Intel releases first 10nm Cannon Lake CPU
Almost two years late - and just as AMD is readying 7nm Zen 2 for early 2019
Intel has finally squeezed out a 10-nanometre Cannon Lake CPU, listed as the Core i3-8121U, in a seemingly painful operation almost two years late.
The company seems to have been unusually coy about the release of the chip, leaving it to the kind of people who like to peruse technical lists of forthcoming hardware to reveal.
In this case, it was spotted by the chaps at AnandTech when it turned up in the specs of the Lenovo Ideapad 330 at Chinese retailers.
Intel has belatedly pushed out details about the new microprocessor in its ARK catalogue, but hasn't resorted to the usual song-and-dance launch routine that typically accompanies new products these days.
The ARK listing confirms that the Core i3-8121U is, indeed, a Cannon Lake 10nm process chip, while the use of ‘i3' and ‘8' in the name indicates that its no great shakes specs-wise.
An 8th-generation chip (just like Intel's Kaby Lake-R, Kaby Lake-G, and Coffee Lake CPUs), it is destined for use in humdrum mid-range laptops: it's a dual-core processor with four threads, a base clock speed of 2.2GHz, (rising to 3.2GHz under Turbo Boost), 4MB of cache, a TDP of 15W, and support for up to 32GB memory.
The Core i3-8121U also supports two new kinds of memory: LPDDR4 and LPDDR4X, both low-power variants of DDR4.
The listing, though, doesn't include details of integrated graphics, which might suggest that, unusually for Intel, there aren't any. However, the specs of the Ideapad 330 in China indicate that the laptop will come with a mobile GPU from AMD instead.
Intel's troubled shift from 14nm to 10nm comes as Samsung, TSMC and Globalfoundries are all moving to 10nm and beyond. Samsung announced mass production of systems-on-a-chip at 10nm in October 2016 using its new 10nm FinFET process, which has been utilised by a number of its products, including Exynos 7 and Exynos 9 series CPUs.
It has been ramping up output in late 2017 and 2018 on its second generation 10nm FinFET process technology, while Intel has been belatedly shuffling the Core i3-8121U out the back door.

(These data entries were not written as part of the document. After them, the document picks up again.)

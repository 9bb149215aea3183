use super::prelude::*;

#[derive(Clone, Debug)]
pub(crate) struct GalleryItem {
    pub(crate) prompt: String,
    pub(crate) image_url: String,
    pub(crate) share_url: String,
    pub(crate) created_label: String,
}

#[derive(Template, WebTemplate)]
#[template(path = "home.html")]
pub(crate) struct HomeTemplate {
    pub(crate) site_title: &'static str,
    pub(crate) items: Vec<GalleryItem>,
}

/// handles the / GET
pub(crate) async fn root_handler(State(state): State<AppState>) -> Result<HomeTemplate, AppError> {
    let records = state.persistence.repository().list_descending().await?;
    let items = records
        .into_iter()
        .map(|record| GalleryItem {
            image_url: format!("/api/image/{}", record.id),
            share_url: format!("/api/share/{}", record.id),
            created_label: record.timestamp.format("%Y-%m-%d %H:%M UTC").to_string(),
            prompt: record.prompt,
        })
        .collect();
    Ok(HomeTemplate {
        site_title: SITE_TITLE,
        items,
    })
}
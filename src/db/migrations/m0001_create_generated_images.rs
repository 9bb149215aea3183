use sea_orm_migration::prelude::*;

#[derive(DeriveMigrationName)]
pub struct Migration;

#[async_trait::async_trait]
impl MigrationTrait for Migration {
    async fn up(&self, manager: &SchemaManager) -> Result<(), DbErr> {
        manager
            .create_table(
                Table::create()
                    .table(GeneratedImages::Table)
                    .if_not_exists()
                    .col(
                        ColumnDef::new(GeneratedImages::Id)
                            .string()
                            .not_null()
                            .primary_key(),
                    )
                    .col(ColumnDef::new(GeneratedImages::Prompt).text().not_null())
                    .col(
                        ColumnDef::new(GeneratedImages::MimeType)
                            .string()
                            .not_null()
                            .default("image/png"),
                    )
                    .col(ColumnDef::new(GeneratedImages::ImageData).text().null())
                    .col(ColumnDef::new(GeneratedImages::ImageUrl).text().null())
                    .col(ColumnDef::new(GeneratedImages::ProviderId).string().null())
                    .col(
                        ColumnDef::new(GeneratedImages::CreatedAt)
                            .timestamp_with_time_zone()
                            .not_null()
                            .default(Expr::current_timestamp()),
                    )
                    .to_owned(),
            )
            .await?;

        manager
            .create_index(
                Index::create()
                    .if_not_exists()
                    .name("idx_generated_images_created_at")
                    .table(GeneratedImages::Table)
                    .col(GeneratedImages::CreatedAt)
                    .to_owned(),
            )
            .await?;

        Ok(())
    }

    async fn down(&self, manager: &SchemaManager) -> Result<(), DbErr> {
        manager
            .drop_table(Table::drop().table(GeneratedImages::Table).to_owned())
            .await?;
        Ok(())
    }
}

#[derive(DeriveIden)]
enum GeneratedImages {
    Table,
    Id,
    Prompt,
    MimeType,
    ImageData,
    ImageUrl,
    ProviderId,
    CreatedAt,
}
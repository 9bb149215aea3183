//! Database connection, schema and the record repository
pub mod entities;
pub mod migrations;
pub mod repository;

pub use repository::{DbRepository, ImageLocation, ImageRecord, ImageRepository, MemoryRepository};

use sea_orm::{Database, DatabaseConnection, DbErr};

/// Connects using a full connection string, `sqlite://…` or `postgres://…`.
pub async fn connect_db(url: &str) -> Result<DatabaseConnection, DbErr> {
    Database::connect(url).await
}

#[cfg(test)]
/// Fresh in-memory SQLite database.
pub async fn connect_test_db() -> Result<DatabaseConnection, DbErr> {
    Database::connect("sqlite::memory:").await
}
//! HTTP surface: router, shared state and server startup
use std::num::NonZeroU16;
use std::path::{Path, PathBuf};
use std::sync::Arc;

use axum::Router;
use axum::routing::{get, post};
use tokio::sync::Semaphore;
use tower_http::services::ServeDir;
use tracing::{error, info};

use crate::cli::ServeMode;
use crate::config::{Settings, StorageSettings};
use crate::constants::MEDIA_ROUTE;
use crate::generation::ImageGenerator;
use crate::persistence::Persistence;

mod api;
mod images;
mod prelude;
mod share;
mod views;

#[derive(Clone)]
pub(crate) struct AppState {
    base_url: String,
    base_image: PathBuf,
    preserved_feature: String,
    serve_mode: ServeMode,
    generator: Arc<dyn ImageGenerator>,
    persistence: Persistence,
    generation_permits: Arc<Semaphore>,
}

impl AppState {
    fn new(
        settings: &Settings,
        generator: Arc<dyn ImageGenerator>,
        persistence: Persistence,
    ) -> Self {
        Self {
            base_url: settings.base_url(),
            base_image: settings.base_image.clone(),
            preserved_feature: settings.preserved_feature.clone(),
            serve_mode: settings.serve_mode,
            generator,
            persistence,
            generation_permits: Arc::new(Semaphore::new(settings.max_concurrent_generations)),
        }
    }
}

fn create_router(media_dir: Option<&Path>) -> Router<AppState> {
    let router = Router::new()
        .route("/", get(views::root_handler))
        .route("/api/generate", post(api::generate_handler))
        .route("/api/gallery", get(api::gallery_handler))
        .route("/api/image/{id}", get(api::image_handler))
        .route("/api/download/{id}", get(api::download_handler))
        .route("/api/share/{id}", get(share::share_handler));

    match media_dir {
        Some(dir) => router.nest_service(MEDIA_ROUTE, ServeDir::new(dir)),
        None => router,
    }
}

async fn shutdown_signal() {
    if let Err(err) = tokio::signal::ctrl_c().await {
        error!("Failed to listen for shutdown signal: {}", err);
        std::future::pending::<()>().await;
    }
    info!("Shutdown signal received");
}

/// Binds the listener and serves until ctrl-c.
pub async fn setup_server(
    listen_addr: &str,
    port: NonZeroU16,
    settings: &Settings,
    generator: Arc<dyn ImageGenerator>,
    persistence: Persistence,
) -> Result<(), anyhow::Error> {
    let media_dir = match &settings.storage {
        StorageSettings::Local { media_dir } => Some(media_dir.as_path()),
        StorageSettings::Inline | StorageSettings::Cloudinary(_) => None,
    };
    let app = create_router(media_dir).with_state(AppState::new(settings, generator, persistence));

    let addr = format!("{}:{}", listen_addr, port);
    info!("Starting server on http://{} ({})", addr, settings.base_url());
    let listener = tokio::net::TcpListener::bind(&addr).await?;
    if let Err(err) = axum::serve(listener, app)
        .with_graceful_shutdown(shutdown_signal())
        .await
    {
        error!("Server error: {}", err);
    }
    Ok(())
}
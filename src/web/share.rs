//! Share pages: one self-contained HTML document per record, carrying
//! Open Graph and Twitter card tags so link previews show the image.
//!
//! Every user-supplied value goes through askama's HTML escaping.

use super::prelude::*;

const DESCRIPTION_MAX_CHARS: usize = 160;

#[derive(Template, WebTemplate)]
#[template(path = "share.html")]
pub(crate) struct ShareTemplate {
    pub(crate) site_title: &'static str,
    pub(crate) title: String,
    pub(crate) description: String,
    pub(crate) prompt: String,
    pub(crate) mime_type: String,
    pub(crate) share_url: String,
    pub(crate) image_url: String,
    pub(crate) og_image_url: String,
    pub(crate) download_url: String,
    pub(crate) create_url: String,
    pub(crate) created_label: String,
}

impl ShareTemplate {
    pub(crate) fn for_record(state: &AppState, record: &ImageRecord) -> Self {
        let base_url = state.base_url.as_str();
        let image_url = match (&record.image_location, state.serve_mode) {
            (ImageLocation::Remote { url, .. }, ServeMode::Redirect) => url.clone(),
            _ => format!("{base_url}/api/image/{}", record.id),
        };
        let separator = if image_url.contains('?') { '&' } else { '?' };
        let og_image_url = format!("{image_url}{separator}v={}", record.timestamp.timestamp());

        Self {
            site_title: SITE_TITLE,
            title: format!("{} | {}", truncate(&record.prompt, 70), SITE_TITLE),
            description: format!(
                "\"{}\", made with {}",
                truncate(&record.prompt, DESCRIPTION_MAX_CHARS),
                SITE_TITLE
            ),
            prompt: record.prompt.clone(),
            mime_type: record.image_location.mime_type().to_string(),
            share_url: format!("{base_url}/api/share/{}", record.id),
            image_url,
            og_image_url,
            download_url: format!("{base_url}/api/download/{}", record.id),
            create_url: format!("{base_url}/"),
            created_label: record.timestamp.format("%B %-d, %Y").to_string(),
        }
    }
}

fn truncate(text: &str, max_chars: usize) -> String {
    let text = text.trim();
    if text.chars().count() <= max_chars {
        return text.to_string();
    }
    let mut truncated: String = text.chars().take(max_chars.saturating_sub(3)).collect();
    truncated.push_str("...");
    truncated
}

/// handles GET /api/share/{id}
pub(crate) async fn share_handler(
    State(state): State<AppState>,
    Path(id): Path<String>,
) -> Result<ShareTemplate, AppError> {
    let record = super::api::find_record(&state, &id).await?;
    Ok(ShareTemplate::for_record(&state, &record))
}

#[cfg(test)]
mod tests {
    use super::truncate;

    #[test]
    fn truncation_counts_chars() {
        assert_eq!(truncate("  short  ", 10), "short");
        assert_eq!(truncate("ééééééééééé", 6), "ééé...");
    }
}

Samsung also claims to be well ahead with a further shift to 7nm process technology, while AMD and its manufacturing partner GlobalFoundries expect to launch Ryzen CPUs at 7nm early next year after Ryzen 2 appeared earlier this year at 12nm.
TSMC, meanwhile, is expected to begin production of 7nm parts in June with the Snapdragon 855, which ought to give smartphone fanatics an excuse to drop north of £500 on new phones this autumn.
Both TSMC and Samsung have adopted different approaches to 7nm, which is closing-in on the limits of what the laws of physics will accept.
Traditionally, Intel's strong research and development (and the financial resources generated by being number one) has kept it ahead of rivals on the manufacturing side. It has made a series of senior hires of execs with experience at Nvidia, AMD and other high-tech and semiconductor companies as it bids to catch up.
However, the company may be up against economic barriers as much as technical barriers: the investment demanded by each successive generation of fabrication facilities required to make cutting-edge CPUs may well be outstripping increases in the company's revenues.
On top of that, the epicentre of the global chip market has already shifted to mobile and embedded in terms of units, with the ARM licensing model helping to cut more players into the action.